TASK GOAL
Write the data out again in full, with no departure from the original.

THE RECORDS
%%

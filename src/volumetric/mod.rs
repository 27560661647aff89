//! Volume and inertia tensor computation.

#[doc(inline)]
pub use self::volumetric::Volumetric;

pub use self::plane::Plane;
pub use self::volumetric_ball::{
    ball_area, ball_center_of_mass, ball_unit_angular_inertia, ball_volume, Sphere,
};

#[doc(hidden)]
pub mod volumetric;

mod plane;
mod volumetric_ball;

%%

RESPONSE BOX
filename src/volumetric/mod.rs
repository 27560661647aff89
//! Volume and inertia tensor computation.

#[doc(inline)]
pub use self::volumetric::Volumetric;

pub use self::plane::Plane;
pub use self::volumetric_ball::{
    ball_area, ball_center_of_mass, ball_unit_angular_inertia, ball_volume, Sphere,
};

#[doc(hidden)]
pub mod volumetric;

mod plane;
mod volumetric_ball;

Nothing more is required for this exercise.